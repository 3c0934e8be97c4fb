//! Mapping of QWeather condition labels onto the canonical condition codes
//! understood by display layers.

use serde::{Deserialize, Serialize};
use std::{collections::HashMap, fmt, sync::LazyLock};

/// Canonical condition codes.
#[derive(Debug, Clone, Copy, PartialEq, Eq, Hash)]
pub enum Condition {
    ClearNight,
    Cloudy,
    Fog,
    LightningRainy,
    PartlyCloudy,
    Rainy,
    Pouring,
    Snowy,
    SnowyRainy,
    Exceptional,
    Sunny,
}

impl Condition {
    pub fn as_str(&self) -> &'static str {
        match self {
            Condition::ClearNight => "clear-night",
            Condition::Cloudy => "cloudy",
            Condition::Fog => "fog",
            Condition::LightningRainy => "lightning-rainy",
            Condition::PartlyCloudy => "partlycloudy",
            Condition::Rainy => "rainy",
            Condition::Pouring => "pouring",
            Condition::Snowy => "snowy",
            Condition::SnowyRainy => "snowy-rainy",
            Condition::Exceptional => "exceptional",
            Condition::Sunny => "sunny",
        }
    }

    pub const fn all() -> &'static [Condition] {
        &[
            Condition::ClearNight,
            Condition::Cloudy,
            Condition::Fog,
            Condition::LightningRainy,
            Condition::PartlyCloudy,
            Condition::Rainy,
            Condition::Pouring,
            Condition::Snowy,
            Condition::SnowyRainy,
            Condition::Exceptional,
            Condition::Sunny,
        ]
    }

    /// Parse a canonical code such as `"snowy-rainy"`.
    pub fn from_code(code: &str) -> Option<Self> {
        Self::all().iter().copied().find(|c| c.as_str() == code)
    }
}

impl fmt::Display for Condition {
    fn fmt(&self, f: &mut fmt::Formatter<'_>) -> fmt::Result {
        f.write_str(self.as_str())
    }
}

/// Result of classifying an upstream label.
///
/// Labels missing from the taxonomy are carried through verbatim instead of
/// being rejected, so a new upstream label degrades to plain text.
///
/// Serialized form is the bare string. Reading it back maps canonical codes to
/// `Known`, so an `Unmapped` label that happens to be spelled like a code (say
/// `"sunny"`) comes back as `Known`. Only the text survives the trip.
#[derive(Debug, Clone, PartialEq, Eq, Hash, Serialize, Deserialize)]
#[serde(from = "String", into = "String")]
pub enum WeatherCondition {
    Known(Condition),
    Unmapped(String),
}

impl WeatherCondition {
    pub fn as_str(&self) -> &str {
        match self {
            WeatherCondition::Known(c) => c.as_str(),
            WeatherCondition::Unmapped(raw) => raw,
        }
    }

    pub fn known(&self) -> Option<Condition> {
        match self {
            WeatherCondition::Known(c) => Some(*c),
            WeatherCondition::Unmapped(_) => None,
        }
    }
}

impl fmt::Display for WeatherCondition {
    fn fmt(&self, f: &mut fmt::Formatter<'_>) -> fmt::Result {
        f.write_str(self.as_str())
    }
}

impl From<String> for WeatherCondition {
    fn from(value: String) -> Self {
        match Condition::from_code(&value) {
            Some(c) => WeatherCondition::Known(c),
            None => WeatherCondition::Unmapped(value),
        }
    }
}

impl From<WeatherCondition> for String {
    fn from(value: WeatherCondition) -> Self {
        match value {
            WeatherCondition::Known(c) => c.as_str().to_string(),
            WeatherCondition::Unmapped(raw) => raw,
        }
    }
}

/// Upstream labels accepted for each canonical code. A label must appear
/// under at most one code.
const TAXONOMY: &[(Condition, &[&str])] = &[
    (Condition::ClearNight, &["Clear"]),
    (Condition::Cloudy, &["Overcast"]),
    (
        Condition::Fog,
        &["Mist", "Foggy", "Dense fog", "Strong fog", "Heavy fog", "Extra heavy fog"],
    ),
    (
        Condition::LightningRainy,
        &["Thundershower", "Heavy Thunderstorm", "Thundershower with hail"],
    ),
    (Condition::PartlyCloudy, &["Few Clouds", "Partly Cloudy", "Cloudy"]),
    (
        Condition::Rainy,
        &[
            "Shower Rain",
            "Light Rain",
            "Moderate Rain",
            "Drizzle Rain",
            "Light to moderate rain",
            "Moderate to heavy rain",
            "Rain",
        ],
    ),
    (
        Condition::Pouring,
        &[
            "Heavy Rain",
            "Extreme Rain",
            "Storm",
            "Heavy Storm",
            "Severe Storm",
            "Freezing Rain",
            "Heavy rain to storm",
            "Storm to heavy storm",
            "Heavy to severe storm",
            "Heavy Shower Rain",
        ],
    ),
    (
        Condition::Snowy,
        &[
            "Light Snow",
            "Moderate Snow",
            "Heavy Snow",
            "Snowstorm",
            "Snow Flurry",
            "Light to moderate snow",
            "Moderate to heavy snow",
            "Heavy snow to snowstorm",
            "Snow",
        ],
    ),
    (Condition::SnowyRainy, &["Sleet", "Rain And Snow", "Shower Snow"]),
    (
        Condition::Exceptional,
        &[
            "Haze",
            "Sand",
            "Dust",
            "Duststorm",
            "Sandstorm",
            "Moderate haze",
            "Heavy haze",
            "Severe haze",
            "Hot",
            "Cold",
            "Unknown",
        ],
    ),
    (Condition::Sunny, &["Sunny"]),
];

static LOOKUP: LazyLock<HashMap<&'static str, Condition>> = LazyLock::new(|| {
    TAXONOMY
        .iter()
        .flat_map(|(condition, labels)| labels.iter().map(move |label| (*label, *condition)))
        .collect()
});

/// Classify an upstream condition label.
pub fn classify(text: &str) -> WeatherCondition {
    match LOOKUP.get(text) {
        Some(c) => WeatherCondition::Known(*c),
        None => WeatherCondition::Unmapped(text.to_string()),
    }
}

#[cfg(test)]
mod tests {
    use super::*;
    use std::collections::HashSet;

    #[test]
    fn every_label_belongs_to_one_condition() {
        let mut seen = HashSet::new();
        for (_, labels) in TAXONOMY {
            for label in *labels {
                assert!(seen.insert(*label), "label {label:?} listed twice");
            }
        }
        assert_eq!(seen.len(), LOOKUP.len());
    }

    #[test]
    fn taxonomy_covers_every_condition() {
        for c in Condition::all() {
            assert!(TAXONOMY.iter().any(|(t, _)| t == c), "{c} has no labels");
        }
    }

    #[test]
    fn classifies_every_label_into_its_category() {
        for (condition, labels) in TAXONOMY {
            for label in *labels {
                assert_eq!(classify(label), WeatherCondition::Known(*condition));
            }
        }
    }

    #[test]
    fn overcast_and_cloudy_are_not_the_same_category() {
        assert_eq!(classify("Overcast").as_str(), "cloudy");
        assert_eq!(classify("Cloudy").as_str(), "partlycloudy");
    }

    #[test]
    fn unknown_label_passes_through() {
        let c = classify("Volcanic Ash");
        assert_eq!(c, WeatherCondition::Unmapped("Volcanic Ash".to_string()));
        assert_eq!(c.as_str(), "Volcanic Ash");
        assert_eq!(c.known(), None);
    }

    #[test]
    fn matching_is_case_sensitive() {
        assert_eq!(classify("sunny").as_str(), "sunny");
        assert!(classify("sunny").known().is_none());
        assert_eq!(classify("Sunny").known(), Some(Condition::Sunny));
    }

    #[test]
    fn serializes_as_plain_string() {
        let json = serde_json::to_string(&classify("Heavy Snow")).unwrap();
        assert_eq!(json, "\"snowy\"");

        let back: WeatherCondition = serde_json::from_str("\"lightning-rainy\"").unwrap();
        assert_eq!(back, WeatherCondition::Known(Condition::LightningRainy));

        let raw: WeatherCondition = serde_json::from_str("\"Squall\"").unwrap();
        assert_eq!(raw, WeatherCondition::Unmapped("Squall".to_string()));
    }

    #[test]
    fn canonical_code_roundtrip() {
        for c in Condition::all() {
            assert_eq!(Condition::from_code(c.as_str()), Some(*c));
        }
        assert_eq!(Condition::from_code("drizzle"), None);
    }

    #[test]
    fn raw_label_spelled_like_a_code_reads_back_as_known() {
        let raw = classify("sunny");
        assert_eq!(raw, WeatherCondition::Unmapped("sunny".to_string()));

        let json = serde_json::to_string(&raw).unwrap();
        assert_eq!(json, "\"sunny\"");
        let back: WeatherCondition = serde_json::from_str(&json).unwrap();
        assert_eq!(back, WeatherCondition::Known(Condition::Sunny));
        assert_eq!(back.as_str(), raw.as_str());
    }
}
· · ·
Work required
Write out the material above exactly, please, from its first line up to and including the line where "pub fn from_code(code: &str)" appears, and stop there.

Response
repository 3c0934e8be97c4fb
//! Mapping of QWeather condition labels onto the canonical condition codes
//! understood by display layers.

use serde::{Deserialize, Serialize};
use std::{collections::HashMap, fmt, sync::LazyLock};

/// Canonical condition codes.
#[derive(Debug, Clone, Copy, PartialEq, Eq, Hash)]
pub enum Condition {
    ClearNight,
    Cloudy,
    Fog,
    LightningRainy,
    PartlyCloudy,
    Rainy,
    Pouring,
    Snowy,
    SnowyRainy,
    Exceptional,
    Sunny,
}

impl Condition {
    pub fn as_str(&self) -> &'static str {
        match self {
            Condition::ClearNight => "clear-night",
            Condition::Cloudy => "cloudy",
            Condition::Fog => "fog",
            Condition::LightningRainy => "lightning-rainy",
            Condition::PartlyCloudy => "partlycloudy",
            Condition::Rainy => "rainy",
            Condition::Pouring => "pouring",
            Condition::Snowy => "snowy",
            Condition::SnowyRainy => "snowy-rainy",
            Condition::Exceptional => "exceptional",
            Condition::Sunny => "sunny",
        }
    }

    pub const fn all() -> &'static [Condition] {
        &[
            Condition::ClearNight,
            Condition::Cloudy,
            Condition::Fog,
            Condition::LightningRainy,
            Condition::PartlyCloudy,
            Condition::Rainy,
            Condition::Pouring,
            Condition::Snowy,
            Condition::SnowyRainy,
            Condition::Exceptional,
            Condition::Sunny,
        ]
    }

    /// Parse a canonical code such as `"snowy-rainy"`.
    pub fn from_code(code: &str) -> Option<Self> {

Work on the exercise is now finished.